Tracey Emin’s (in)famous My Bed, which was shown for the first time in 1999 is still one of the most defining works of her career and remains the subject of much debate, namely around her importance within art and what contemporary art’s output has offered since the nineties.

The late art critic Robert Hughes, known for his scathing contempt of inane, corny and seriously vacant works, past and present, once described the above work as a “stale icon” that suggests very little.

Meanwhile, the Saatchi Gallery takes a very different stand, lauding Emin for what is explicitly self-aware art (to be confused with autobiographical), which blurs the line between her life as an artist and that which most of us keep private. She shares not as a way of self-flagellation, but to foster discourse into the very imperfect human condition.

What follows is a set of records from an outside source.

//! The two grid behaviors.

mod masked;
mod tiled;

pub use masked::{MaskedFade, assign_distance_percentages};
pub use tiled::{GroupShape, RandomActivation};
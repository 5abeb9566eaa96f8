//! # Common Components
//!
//! Shared data structures used by the client, the development control plane
//! and the binaries.
//!
//! ## Modules
//!
//! - [`messages`]: Wire types for jobs, requests and encrypted outputs
//! - [`config`]: Configuration parsing utilities

pub mod config;
pub mod messages;
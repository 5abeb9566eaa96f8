//! # Development Control Plane Binary
//!
//! Runs the in-memory control plane from [`sealed_deploy::devserver`] so that
//! `deployctl` can be exercised locally.
//!
//! ## Usage
//!
//! ```bash
//! cargo run --bin dev_control_plane -- --config config/dev_control_plane.toml
//! ```

use clap::Parser;
use env_logger::Builder;
use log::{info, LevelFilter};
use std::io::Write;

use sealed_deploy::common::config::load_config;
use sealed_deploy::devserver::{DevControlPlane, DevServerConfig};

/// Command-line arguments for the development control plane
#[derive(Parser, Debug)]
#[command(author, version, about, long_about = None)]
struct Args {
    /// Path to the server configuration file (TOML format)
    ///
    /// Example: config/dev_control_plane.toml
    #[arg(short, long)]
    config: String,

    /// Overrides the listen address from the config file
    #[arg(long)]
    listen: Option<String>,
}

/// Initialize the logging system with timestamp, level, and message formatting.
///
/// Format: `[HH:MM:SS] [LEVEL] message`
fn init_logger() {
    Builder::new()
        .format(|buf, record| {
            writeln!(
                buf,
                "[{}] [{}] {}",
                chrono::Local::now().format("%H:%M:%S"),
                record.level(),
                record.args()
            )
        })
        .filter_level(LevelFilter::Info)
        .parse_default_env()
        .init();
}

#[tokio::main]
async fn main() -> anyhow::Result<()> {
    init_logger();

    let args = Args::parse();

    let mut config: DevServerConfig = load_config(&args.config)?;
    if let Some(listen) = args.listen {
        config.listen = listen;
    }

    let listener = tokio::net::TcpListener::bind(&config.listen).await?;
    info!("🌐 Development control plane running on http://{}", listener.local_addr()?);
    info!(
        "📜 Jobs stay pending for {} poll(s), long-poll window {} ms",
        config.script.pending_polls, config.long_poll_window_ms
    );

    DevControlPlane::new(config).serve(listener).await?;

    Ok(())
}
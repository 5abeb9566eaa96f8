//! # deployctl
//!
//! Submits a deployment job to the control plane and, unless told not to,
//! waits for it and prints the decrypted outputs as JSON on stdout.
//!
//! ## Usage
//!
//! ```bash
//! cargo run --bin deployctl -- deploy --config config/deployctl.toml \
//!   --project shop --env staging --manifest config/deploy.yaml --timeout 300
//!
//! # Read the manifest from stdin and only plan
//! cat deploy.yaml | cargo run --bin deployctl -- deploy --config config/deployctl.toml \
//!   --project shop --env staging --manifest - --mode plan-only
//!
//! cargo run --bin deployctl -- status --config config/deployctl.toml --job-id <id>
//! ```
//!
//! Exit codes: 0 on success, 2 when the job failed, 3 when the wait deadline
//! passed, 1 for everything else.

use std::fmt;
use std::io::{Read, Write};
use std::process::ExitCode;
use std::sync::Arc;
use std::time::Duration;

use anyhow::Context;
use clap::{Args as ClapArgs, Parser, Subcommand};
use env_logger::Builder;
use log::{error, info, LevelFilter};

use sealed_deploy::common::config::ClientConfig;
use sealed_deploy::common::messages::format_timestamp;
use sealed_deploy::{
    ControlPlane, DeployClient, Deployment, Error, HttpControlPlane, Mode, Target, WaitMode,
};

#[derive(Parser, Debug)]
#[command(author, version, about, long_about = None)]
struct Cli {
    #[command(subcommand)]
    command: Command,
}

#[derive(Subcommand, Debug)]
enum Command {
    /// Submit a job and wait for its outputs
    Deploy(DeployArgs),
    /// Show the current state of a job
    Status(StatusArgs),
}

#[derive(ClapArgs)]
struct ConnectionArgs {
    /// Path to the client configuration file (TOML format)
    #[arg(short, long)]
    config: String,

    /// Bearer token, overriding the one in the config file
    #[arg(long, env = "DEPLOYCTL_API_TOKEN", hide_env_values = true)]
    api_token: Option<String>,
}

impl fmt::Debug for ConnectionArgs {
    fn fmt(&self, f: &mut fmt::Formatter<'_>) -> fmt::Result {
        f.debug_struct("ConnectionArgs")
            .field("config", &self.config)
            .field("api_token", &self.api_token.as_ref().map(|_| "[REDACTED]"))
            .finish()
    }
}

#[derive(ClapArgs, Debug)]
struct DeployArgs {
    #[command(flatten)]
    connection: ConnectionArgs,

    #[arg(long)]
    project: String,

    #[arg(long)]
    env: String,

    /// Manifest file (YAML or JSON), or `-` for stdin
    #[arg(short, long)]
    manifest: String,

    /// `deploy` or `plan-only`
    #[arg(long, default_value = "deploy")]
    mode: Mode,

    /// Overall wait deadline in seconds (defaults to the config value)
    #[arg(long)]
    timeout: Option<u64>,

    /// Return right after submission; the outputs will not be retrievable
    #[arg(long)]
    no_wait: bool,

    /// Path to write wait statistics as JSON
    #[arg(long)]
    metrics_output: Option<String>,
}

#[derive(ClapArgs, Debug)]
struct StatusArgs {
    #[command(flatten)]
    connection: ConnectionArgs,

    #[arg(long)]
    job_id: String,
}

/// Initialize the logging system with timestamp, level, and message formatting.
///
/// Logs go to stderr so stdout only carries outputs.
/// Format: `[HH:MM:SS] [LEVEL] message`
fn init_logger() {
    Builder::new()
        .format(|buf, record| {
            writeln!(
                buf,
                "[{}] [{}] {}",
                chrono::Local::now().format("%H:%M:%S"),
                record.level(),
                record.args()
            )
        })
        .filter_level(LevelFilter::Info)
        .parse_default_env()
        .init();
}

fn load_config(connection: &ConnectionArgs) -> anyhow::Result<ClientConfig> {
    let mut config = ClientConfig::from_file(&connection.config)?;
    if let Some(token) = &connection.api_token {
        config.control_plane.api_token = Some(token.clone());
    }
    Ok(config)
}

fn read_manifest(source: &str) -> anyhow::Result<String> {
    if source == "-" {
        let mut text = String::new();
        std::io::stdin()
            .read_to_string(&mut text)
            .context("failed to read manifest from stdin")?;
        Ok(text)
    } else {
        std::fs::read_to_string(source).with_context(|| format!("failed to read manifest {source}"))
    }
}

async fn deploy(args: DeployArgs) -> anyhow::Result<()> {
    let config = load_config(&args.connection)?;
    let manifest = read_manifest(&args.manifest)?;

    let plane = Arc::new(HttpControlPlane::new(&config.control_plane)?);
    let client = DeployClient::new(plane, &config.wait);

    let wait = if args.no_wait {
        WaitMode::Detach
    } else {
        WaitMode::Wait(args.timeout.map(Duration::from_secs))
    };

    let (result, stats) = client
        .deploy_with_stats(Target::new(args.project, args.env), &manifest, args.mode, wait)
        .await;

    if let (Some(stats), Some(path)) = (&stats, &args.metrics_output) {
        stats.export_to_json(path)?;
        info!("📊 Wait statistics exported to {}", path);
    }

    match result? {
        Deployment::Submitted(job) => {
            println!("{}", job.id);
        }
        Deployment::Completed { job_id, outputs } => {
            info!("🎉 Job {} succeeded", job_id);
            match outputs.to_json() {
                Ok(value) => println!("{}", serde_json::to_string_pretty(&value)?),
                Err(_) => println!("{}", String::from_utf8_lossy(outputs.as_bytes())),
            }
        }
    }

    Ok(())
}

async fn status(args: StatusArgs) -> anyhow::Result<()> {
    let config = load_config(&args.connection)?;
    let plane = HttpControlPlane::new(&config.control_plane)?;

    let job = plane.get_job(&args.job_id).await?;

    println!("id:        {}", job.id);
    println!("target:    {}/{}", job.project_id, job.env_id);
    println!("mode:      {}", job.mode);
    println!("status:    {}", job.status);
    if let Some(message) = &job.status_message {
        println!("message:   {}", message);
    }
    println!("created:   {}", format_timestamp(&job.created_at));
    if let Some(completed_at) = &job.completed_at {
        println!("completed: {}", format_timestamp(completed_at));
    }

    Ok(())
}

fn exit_code(err: &anyhow::Error) -> ExitCode {
    match err.downcast_ref::<Error>() {
        Some(Error::JobFailed { .. }) => ExitCode::from(2),
        Some(Error::DeadlineExceeded { .. }) => ExitCode::from(3),
        _ => ExitCode::FAILURE,
    }
}

#[tokio::main]
async fn main() -> ExitCode {
    init_logger();

    let cli = Cli::parse();

    let result = match cli.command {
        Command::Deploy(args) => deploy(args).await,
        Command::Status(args) => status(args).await,
    };

    match result {
        Ok(()) => ExitCode::SUCCESS,
        Err(err) => {
            error!("❌ {:#}", err);
            exit_code(&err)
        }
    }
}
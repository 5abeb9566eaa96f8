//! # Job Submitter
//!
//! Sends a [`JobRequest`] to the control plane and returns the created [`Job`].
//!
//! The submitter never sees the private key: the request only carries the
//! recipient string. Exactly one create call is made per `submit`; transport
//! retries happen below this layer and are made safe by the request's
//! idempotency token.

use std::sync::Arc;

use log::info;

use crate::client::transport::ControlPlane;
use crate::common::messages::{format_timestamp, Job, JobRequest};
use crate::error::Result;

pub struct JobSubmitter<P: ?Sized> {
    plane: Arc<P>,
}

impl<P: ControlPlane + ?Sized> JobSubmitter<P> {
    pub fn new(plane: Arc<P>) -> Self {
        Self { plane }
    }

    /// Creates the job described by `request`.
    ///
    /// The returned job's status is whatever the control plane reported; it may
    /// already be terminal when creation completes synchronously.
    ///
    /// # Errors
    /// - [`crate::Error::Client`] when the request could not be sent or the
    ///   response could not be read
    /// - [`crate::Error::Api`] when the control plane answered with anything
    ///   but 201 Created
    pub async fn submit(&self, request: &JobRequest) -> Result<Job> {
        info!(
            "📤 Submitting {} job to {}/{}",
            request.mode(),
            request.target().project_id,
            request.target().env_id
        );

        let job = self.plane.create_job(request).await?;

        info!(
            "✅ Created job {} (status {}, created {})",
            job.id,
            job.status,
            format_timestamp(&job.created_at)
        );
        Ok(job)
    }
}

#[cfg(test)]
mod tests {
    use super::*;
    use crate::client::testing::{CallKind, ScriptedControlPlane};
    use crate::common::messages::{JobStatus, Mode, Target};
    use crate::keys::KeyPair;

    fn request() -> JobRequest {
        JobRequest::new(
            Target::new("shop", "staging"),
            r#"{"workloads":{"main":{"variables":{"ANIMAL":"cat"}}}}"#,
            Mode::Deploy,
            KeyPair::generate().recipient(),
        )
        .unwrap()
    }

    #[tokio::test]
    async fn status_is_taken_verbatim() {
        let plane = Arc::new(ScriptedControlPlane::new(vec![]).with_created_status(JobStatus::Succeeded));
        let submitter = JobSubmitter::new(plane.clone());

        let job = submitter.submit(&request()).await.unwrap();

        assert_eq!(job.status, JobStatus::Succeeded);
        assert_eq!(plane.calls(CallKind::Create).len(), 1);
    }

    #[tokio::test]
    async fn same_token_yields_same_job() {
        let plane = Arc::new(ScriptedControlPlane::new(vec![]));
        let submitter = JobSubmitter::new(plane.clone());
        let request = request();

        let first = submitter.submit(&request).await.unwrap();
        let retried = submitter.submit(&request).await.unwrap();
        let fresh = submitter.submit(&self::request()).await.unwrap();

        assert_eq!(first.id, retried.id);
        assert_ne!(first.id, fresh.id);
    }

    #[test]
    fn malformed_manifest_never_reaches_the_control_plane() {
        let result = JobRequest::new(
            Target::new("shop", "staging"),
            "workloads: [unclosed",
            Mode::Deploy,
            "age1unused",
        );
        assert!(matches!(result, Err(crate::Error::Manifest { .. })));
    }
}
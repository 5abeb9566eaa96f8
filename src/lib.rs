//! Submit deployment jobs to a remote control plane, wait for them to finish,
//! and decrypt their outputs locally with an ephemeral key the control plane
//! never holds.

pub mod client;
pub mod common;
pub mod devserver;
pub mod error;
pub mod keys;
pub mod manifest;

pub use client::{CompletionWaiter, ControlPlane, DeployClient, Deployment, HttpControlPlane, JobSubmitter, WaitMode};
pub use common::messages::{EncryptedOutputs, Job, JobRequest, JobStatus, Mode, Outputs, Target};
pub use error::{Error, Result, RetrievalError};
pub use keys::{KeyPair, PrivateKey};
pub use manifest::Manifest;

“Tracey shows us her own bed, in all its embarrassing glory,” the gallery has stated. “Empty booze bottles, fag butts, stained sheets, worn panties: the bloody aftermath of a nervous breakdown. By presenting her bed as art, Tracey Emin shares her most personal space, revealing she’s as insecure and imperfect as the rest of the world.”

Whatever side you may be on, what is certain is that over the last 25 years – since her first ever solo show at the White Cube Gallery in 1993 to her latest exhibition at the Museum of Contemporary Art North Miami (surprisingly her first major show in the US) – Emin has enjoyed a very successful career, and remains one of the most prolific and talked about contemporary artists in the world today.

As the Observer’s Laura Cumming noted in 2011, when discussing Love is What Want It at the Hayward Gallery, she needs no introduction and it is this that is “her defining characteristic as an artist”.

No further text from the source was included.